## [Information given]
★ ★ ★ ★ ★

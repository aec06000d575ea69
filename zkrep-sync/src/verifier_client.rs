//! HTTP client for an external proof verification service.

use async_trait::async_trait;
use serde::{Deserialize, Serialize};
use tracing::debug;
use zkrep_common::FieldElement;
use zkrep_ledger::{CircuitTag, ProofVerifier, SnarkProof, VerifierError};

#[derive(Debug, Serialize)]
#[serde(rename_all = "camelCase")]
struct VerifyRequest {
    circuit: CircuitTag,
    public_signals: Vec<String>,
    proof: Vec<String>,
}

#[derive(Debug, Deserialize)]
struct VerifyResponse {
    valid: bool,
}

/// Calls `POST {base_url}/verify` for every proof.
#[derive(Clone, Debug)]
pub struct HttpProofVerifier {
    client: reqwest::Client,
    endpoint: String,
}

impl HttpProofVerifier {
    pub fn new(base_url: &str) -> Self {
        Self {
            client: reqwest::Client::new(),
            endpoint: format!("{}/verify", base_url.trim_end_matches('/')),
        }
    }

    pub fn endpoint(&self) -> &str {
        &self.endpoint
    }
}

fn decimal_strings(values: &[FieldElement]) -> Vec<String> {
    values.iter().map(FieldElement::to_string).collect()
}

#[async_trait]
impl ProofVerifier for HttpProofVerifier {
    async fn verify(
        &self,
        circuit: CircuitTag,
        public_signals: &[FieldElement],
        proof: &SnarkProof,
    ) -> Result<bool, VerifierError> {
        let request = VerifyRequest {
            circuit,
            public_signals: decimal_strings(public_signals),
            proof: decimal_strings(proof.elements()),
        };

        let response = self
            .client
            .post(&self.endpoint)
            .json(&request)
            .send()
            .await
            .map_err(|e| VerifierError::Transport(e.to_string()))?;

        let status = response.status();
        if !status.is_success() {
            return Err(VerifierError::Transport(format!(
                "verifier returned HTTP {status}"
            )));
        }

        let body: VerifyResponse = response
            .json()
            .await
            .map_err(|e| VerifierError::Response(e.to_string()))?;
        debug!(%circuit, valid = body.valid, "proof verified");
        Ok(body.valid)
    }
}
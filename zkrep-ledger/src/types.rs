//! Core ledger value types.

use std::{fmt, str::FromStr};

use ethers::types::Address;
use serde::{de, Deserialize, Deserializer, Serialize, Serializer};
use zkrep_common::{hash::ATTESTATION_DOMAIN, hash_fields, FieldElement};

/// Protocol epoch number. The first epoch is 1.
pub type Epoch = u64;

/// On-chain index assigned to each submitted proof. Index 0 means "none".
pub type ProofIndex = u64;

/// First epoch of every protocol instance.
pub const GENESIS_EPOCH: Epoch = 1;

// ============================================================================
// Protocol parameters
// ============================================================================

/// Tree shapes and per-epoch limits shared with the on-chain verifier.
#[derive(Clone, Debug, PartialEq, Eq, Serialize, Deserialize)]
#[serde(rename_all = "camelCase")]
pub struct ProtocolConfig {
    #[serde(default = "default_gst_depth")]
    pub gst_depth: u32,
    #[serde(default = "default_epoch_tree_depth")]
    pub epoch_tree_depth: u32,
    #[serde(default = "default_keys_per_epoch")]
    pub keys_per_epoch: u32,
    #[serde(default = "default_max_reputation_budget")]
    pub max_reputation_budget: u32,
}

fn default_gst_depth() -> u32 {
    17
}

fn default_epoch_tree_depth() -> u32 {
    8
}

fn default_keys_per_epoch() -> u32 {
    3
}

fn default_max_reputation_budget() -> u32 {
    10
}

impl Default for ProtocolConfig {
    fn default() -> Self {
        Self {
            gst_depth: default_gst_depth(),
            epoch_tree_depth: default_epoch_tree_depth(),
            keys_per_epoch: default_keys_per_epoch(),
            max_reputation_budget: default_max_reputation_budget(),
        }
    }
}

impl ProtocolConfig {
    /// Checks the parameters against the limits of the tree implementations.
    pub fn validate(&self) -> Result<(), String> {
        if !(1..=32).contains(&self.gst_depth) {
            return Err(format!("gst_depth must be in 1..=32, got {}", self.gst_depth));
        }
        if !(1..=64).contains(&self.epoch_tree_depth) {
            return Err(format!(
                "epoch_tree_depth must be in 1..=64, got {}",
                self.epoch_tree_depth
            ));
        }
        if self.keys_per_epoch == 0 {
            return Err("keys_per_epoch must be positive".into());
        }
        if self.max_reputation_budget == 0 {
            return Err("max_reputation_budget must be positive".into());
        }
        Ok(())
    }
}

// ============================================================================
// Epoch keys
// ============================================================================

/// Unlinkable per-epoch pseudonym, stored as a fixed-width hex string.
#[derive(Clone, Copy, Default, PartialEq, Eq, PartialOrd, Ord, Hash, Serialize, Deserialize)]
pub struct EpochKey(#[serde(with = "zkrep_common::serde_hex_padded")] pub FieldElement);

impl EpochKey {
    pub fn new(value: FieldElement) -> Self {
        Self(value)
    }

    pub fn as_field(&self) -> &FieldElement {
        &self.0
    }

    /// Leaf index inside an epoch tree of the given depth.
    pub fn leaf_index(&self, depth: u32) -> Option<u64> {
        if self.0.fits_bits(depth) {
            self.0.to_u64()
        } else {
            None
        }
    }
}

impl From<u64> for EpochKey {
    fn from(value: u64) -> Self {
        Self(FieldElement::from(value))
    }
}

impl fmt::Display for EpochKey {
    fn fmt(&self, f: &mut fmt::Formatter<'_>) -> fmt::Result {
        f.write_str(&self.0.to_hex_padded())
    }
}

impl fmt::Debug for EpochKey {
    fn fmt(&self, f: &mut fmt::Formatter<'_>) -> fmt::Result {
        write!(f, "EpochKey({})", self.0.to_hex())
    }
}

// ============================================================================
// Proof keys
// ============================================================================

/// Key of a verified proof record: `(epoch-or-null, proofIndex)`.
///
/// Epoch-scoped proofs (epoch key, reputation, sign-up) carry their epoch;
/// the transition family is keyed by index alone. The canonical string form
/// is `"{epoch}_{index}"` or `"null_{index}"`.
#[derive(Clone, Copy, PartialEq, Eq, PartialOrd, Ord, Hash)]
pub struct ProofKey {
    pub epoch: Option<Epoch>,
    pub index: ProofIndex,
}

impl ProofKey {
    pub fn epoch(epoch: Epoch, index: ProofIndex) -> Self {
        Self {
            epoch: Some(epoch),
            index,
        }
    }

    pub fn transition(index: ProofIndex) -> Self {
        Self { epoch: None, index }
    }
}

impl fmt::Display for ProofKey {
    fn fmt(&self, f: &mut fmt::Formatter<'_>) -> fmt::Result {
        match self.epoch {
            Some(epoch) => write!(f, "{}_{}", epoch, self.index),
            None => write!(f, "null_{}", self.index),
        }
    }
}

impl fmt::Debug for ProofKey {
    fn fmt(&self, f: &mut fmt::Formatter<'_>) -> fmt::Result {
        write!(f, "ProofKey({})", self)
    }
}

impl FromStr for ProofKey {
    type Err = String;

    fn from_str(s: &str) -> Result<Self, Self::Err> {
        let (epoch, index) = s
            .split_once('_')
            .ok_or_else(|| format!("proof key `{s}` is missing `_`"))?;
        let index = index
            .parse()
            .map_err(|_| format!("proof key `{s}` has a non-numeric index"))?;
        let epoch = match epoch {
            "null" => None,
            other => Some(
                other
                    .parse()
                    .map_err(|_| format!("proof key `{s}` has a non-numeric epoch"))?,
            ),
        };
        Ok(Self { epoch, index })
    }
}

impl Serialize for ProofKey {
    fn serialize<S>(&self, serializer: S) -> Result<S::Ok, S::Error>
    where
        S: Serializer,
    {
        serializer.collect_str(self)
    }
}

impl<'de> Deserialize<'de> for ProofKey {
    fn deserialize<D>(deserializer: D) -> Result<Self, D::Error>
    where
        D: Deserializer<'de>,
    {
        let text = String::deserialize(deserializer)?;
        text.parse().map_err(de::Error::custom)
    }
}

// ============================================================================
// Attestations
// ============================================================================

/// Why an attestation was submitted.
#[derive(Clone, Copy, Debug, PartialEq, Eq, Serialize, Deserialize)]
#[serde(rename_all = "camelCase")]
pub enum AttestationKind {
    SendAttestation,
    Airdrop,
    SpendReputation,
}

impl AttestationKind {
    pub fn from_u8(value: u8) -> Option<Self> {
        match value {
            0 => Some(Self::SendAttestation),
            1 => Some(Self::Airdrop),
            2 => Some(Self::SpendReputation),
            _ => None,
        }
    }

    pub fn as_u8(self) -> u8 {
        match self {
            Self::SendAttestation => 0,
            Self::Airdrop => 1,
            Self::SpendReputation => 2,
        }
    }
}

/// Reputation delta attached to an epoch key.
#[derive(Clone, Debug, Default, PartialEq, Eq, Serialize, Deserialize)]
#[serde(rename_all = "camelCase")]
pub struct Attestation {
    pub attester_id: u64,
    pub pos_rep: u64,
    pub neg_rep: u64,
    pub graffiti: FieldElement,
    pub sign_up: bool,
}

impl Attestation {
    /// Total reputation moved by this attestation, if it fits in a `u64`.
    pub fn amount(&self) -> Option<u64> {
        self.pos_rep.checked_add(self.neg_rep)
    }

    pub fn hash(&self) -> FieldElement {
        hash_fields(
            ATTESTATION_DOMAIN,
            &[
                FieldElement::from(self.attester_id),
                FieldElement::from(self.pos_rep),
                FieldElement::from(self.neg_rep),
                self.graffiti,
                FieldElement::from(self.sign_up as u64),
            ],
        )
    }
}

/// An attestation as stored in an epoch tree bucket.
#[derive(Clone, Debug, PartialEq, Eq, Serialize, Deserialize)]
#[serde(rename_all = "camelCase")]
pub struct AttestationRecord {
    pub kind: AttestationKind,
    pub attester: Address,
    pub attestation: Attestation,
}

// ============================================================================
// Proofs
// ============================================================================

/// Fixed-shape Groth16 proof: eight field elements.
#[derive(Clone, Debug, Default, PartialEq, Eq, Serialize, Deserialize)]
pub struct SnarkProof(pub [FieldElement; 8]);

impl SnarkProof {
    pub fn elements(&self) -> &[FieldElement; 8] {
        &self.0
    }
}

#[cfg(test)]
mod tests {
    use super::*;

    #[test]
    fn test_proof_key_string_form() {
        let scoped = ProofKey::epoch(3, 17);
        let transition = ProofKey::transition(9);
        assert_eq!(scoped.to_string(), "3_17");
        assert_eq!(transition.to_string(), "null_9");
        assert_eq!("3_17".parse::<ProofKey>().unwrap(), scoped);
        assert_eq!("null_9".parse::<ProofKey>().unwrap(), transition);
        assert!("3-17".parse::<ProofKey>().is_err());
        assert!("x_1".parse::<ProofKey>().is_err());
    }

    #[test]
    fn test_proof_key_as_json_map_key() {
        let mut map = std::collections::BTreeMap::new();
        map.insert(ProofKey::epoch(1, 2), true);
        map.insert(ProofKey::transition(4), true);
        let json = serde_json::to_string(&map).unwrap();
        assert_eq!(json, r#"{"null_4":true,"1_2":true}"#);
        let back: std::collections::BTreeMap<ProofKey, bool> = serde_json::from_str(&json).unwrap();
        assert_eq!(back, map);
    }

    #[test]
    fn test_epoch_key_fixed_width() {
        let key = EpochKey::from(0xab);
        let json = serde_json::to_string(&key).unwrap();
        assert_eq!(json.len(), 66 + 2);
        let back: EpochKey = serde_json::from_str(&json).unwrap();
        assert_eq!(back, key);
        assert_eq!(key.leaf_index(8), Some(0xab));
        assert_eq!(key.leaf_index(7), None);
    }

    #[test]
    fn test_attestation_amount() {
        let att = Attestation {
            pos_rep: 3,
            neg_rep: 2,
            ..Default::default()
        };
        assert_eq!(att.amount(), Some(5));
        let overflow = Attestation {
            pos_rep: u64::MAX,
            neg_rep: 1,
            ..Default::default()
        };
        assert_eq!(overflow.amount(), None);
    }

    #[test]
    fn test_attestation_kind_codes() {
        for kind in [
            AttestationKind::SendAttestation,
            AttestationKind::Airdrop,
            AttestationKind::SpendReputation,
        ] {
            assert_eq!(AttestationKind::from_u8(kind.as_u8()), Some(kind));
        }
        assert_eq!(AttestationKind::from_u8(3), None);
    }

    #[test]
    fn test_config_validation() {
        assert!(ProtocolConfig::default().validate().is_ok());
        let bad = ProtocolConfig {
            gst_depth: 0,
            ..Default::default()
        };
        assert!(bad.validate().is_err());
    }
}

★ ★ ★ ★ ★

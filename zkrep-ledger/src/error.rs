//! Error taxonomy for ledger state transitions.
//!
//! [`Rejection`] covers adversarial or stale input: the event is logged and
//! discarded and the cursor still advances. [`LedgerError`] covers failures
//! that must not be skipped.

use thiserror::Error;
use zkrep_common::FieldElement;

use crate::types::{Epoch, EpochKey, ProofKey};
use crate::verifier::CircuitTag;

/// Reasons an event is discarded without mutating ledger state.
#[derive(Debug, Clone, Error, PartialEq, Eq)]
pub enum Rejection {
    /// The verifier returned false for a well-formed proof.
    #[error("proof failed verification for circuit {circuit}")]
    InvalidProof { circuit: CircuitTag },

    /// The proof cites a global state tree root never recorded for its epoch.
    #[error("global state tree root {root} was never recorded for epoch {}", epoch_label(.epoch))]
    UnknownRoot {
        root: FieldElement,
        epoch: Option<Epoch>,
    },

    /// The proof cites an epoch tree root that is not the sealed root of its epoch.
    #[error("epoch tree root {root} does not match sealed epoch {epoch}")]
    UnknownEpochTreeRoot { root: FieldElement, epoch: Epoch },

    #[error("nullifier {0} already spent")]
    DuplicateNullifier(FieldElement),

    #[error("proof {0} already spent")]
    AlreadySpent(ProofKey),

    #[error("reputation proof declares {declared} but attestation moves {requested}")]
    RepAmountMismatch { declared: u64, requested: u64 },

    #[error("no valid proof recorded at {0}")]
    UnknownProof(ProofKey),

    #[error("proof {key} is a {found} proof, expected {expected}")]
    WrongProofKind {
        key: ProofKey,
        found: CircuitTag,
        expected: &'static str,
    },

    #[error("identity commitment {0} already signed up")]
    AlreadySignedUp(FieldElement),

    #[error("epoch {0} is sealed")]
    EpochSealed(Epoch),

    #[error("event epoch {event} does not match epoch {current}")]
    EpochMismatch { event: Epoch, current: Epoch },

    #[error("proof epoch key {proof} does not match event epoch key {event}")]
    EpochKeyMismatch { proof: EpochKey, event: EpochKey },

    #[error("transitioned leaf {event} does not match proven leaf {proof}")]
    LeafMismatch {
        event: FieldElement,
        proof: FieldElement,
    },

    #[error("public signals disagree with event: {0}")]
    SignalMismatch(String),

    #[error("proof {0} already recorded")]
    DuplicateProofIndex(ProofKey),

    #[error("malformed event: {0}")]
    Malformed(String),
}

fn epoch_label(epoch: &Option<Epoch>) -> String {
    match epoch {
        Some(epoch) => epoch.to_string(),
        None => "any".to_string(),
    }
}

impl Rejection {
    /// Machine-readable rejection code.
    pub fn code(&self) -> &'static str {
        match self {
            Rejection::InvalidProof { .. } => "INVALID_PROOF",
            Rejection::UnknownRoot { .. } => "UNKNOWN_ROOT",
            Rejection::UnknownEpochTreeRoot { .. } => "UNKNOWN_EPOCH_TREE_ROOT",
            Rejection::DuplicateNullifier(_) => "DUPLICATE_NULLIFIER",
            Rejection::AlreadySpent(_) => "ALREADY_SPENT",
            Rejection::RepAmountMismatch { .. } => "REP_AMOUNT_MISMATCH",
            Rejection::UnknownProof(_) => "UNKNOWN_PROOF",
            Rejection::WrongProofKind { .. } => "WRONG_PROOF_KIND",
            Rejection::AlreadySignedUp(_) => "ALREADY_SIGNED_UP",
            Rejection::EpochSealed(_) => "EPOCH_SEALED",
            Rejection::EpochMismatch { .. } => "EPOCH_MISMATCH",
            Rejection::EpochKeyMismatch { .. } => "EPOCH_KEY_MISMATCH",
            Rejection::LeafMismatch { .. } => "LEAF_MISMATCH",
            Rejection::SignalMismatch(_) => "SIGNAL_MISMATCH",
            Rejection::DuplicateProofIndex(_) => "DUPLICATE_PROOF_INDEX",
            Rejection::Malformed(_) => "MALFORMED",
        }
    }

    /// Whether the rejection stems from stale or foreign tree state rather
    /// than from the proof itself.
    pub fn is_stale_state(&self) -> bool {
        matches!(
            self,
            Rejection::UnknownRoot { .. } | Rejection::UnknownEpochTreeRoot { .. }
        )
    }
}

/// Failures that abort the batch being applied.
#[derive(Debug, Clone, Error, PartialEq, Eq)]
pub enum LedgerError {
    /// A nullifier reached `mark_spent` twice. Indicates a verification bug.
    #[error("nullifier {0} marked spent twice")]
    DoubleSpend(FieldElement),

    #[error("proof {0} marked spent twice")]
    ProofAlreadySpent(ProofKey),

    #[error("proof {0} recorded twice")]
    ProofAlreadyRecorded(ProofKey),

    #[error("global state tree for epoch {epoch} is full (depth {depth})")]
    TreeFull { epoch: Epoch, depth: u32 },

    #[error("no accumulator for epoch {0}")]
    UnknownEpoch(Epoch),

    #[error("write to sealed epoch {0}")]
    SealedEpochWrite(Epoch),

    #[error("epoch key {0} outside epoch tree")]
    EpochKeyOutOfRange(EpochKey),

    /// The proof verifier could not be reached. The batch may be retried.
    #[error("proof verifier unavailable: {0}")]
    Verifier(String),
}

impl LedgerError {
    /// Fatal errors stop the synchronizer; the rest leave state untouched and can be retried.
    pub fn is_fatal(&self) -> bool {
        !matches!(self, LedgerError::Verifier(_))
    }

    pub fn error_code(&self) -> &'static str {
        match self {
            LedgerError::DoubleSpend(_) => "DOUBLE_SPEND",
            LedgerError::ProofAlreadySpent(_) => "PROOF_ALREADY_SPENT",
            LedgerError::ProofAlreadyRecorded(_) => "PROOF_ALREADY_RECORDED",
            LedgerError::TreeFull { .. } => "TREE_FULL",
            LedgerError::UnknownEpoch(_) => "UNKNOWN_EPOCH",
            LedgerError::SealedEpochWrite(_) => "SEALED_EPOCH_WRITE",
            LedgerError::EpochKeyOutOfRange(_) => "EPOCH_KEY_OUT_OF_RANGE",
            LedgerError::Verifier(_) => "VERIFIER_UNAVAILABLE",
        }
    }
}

★ ★ ★ ★ ★

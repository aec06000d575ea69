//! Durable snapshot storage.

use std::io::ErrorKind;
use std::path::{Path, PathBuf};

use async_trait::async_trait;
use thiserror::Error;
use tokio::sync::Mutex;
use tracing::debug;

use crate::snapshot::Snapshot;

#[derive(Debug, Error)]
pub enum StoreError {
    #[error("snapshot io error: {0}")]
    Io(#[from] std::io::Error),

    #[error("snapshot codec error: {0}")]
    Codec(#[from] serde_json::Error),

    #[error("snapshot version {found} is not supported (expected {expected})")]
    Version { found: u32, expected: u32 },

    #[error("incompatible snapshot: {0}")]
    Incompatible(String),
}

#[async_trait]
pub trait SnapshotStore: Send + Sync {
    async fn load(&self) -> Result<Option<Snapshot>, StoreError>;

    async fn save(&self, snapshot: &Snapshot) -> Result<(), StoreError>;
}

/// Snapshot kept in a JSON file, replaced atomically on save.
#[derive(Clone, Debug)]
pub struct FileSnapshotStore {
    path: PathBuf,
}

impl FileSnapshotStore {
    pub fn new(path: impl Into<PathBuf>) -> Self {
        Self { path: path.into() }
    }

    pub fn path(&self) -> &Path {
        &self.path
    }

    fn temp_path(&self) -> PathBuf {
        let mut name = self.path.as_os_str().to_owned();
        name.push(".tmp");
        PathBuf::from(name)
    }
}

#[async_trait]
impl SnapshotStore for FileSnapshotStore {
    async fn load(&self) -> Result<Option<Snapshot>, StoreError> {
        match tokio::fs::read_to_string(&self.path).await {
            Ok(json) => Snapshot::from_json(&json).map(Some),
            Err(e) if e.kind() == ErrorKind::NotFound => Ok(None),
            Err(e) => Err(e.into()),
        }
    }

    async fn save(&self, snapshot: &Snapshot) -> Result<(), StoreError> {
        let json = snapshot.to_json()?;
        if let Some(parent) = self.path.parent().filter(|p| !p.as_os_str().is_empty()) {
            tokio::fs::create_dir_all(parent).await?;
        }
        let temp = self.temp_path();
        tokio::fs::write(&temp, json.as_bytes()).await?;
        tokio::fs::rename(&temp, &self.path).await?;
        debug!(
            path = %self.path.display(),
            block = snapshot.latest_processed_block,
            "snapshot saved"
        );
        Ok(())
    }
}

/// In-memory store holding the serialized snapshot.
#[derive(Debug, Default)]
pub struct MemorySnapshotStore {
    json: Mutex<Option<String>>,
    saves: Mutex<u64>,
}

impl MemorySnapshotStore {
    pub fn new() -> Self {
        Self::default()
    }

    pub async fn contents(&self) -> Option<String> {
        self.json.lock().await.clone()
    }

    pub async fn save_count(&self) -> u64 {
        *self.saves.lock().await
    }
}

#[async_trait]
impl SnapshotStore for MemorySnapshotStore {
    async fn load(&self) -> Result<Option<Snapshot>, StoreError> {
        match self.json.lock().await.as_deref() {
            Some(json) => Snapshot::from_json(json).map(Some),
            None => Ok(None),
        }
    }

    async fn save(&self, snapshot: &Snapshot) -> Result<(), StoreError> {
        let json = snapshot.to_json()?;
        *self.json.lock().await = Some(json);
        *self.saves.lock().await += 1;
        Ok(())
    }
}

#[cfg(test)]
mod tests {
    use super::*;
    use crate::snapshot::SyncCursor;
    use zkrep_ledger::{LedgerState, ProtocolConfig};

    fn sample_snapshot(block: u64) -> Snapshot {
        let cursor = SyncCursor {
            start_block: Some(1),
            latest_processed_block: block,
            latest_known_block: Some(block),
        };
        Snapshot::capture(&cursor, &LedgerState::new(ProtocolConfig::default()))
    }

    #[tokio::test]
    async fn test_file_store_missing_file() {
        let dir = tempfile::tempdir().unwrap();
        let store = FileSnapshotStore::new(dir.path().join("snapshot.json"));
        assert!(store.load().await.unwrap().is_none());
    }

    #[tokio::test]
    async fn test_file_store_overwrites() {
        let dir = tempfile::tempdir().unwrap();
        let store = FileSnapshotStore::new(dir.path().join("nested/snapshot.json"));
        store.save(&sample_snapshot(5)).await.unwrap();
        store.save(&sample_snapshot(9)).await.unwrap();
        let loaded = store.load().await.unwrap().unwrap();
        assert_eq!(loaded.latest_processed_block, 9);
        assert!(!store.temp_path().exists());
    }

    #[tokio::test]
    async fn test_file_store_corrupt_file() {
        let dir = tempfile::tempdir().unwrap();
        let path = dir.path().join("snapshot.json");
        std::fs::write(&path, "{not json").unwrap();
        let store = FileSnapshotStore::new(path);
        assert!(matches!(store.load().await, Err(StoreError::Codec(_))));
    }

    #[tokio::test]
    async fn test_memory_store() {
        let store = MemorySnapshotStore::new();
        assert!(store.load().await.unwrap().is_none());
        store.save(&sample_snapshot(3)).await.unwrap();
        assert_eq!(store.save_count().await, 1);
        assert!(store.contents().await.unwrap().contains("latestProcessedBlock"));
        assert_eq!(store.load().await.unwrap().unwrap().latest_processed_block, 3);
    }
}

★ ★ ★ ★ ★

## [Exercise description]
Within the listing above, copy each line that has the string "SealedEpochWrite".

## [Answer to this exercise]
    SealedEpochWrite(Epoch),
            LedgerError::SealedEpochWrite(_) => "SEALED_EPOCH_WRITE",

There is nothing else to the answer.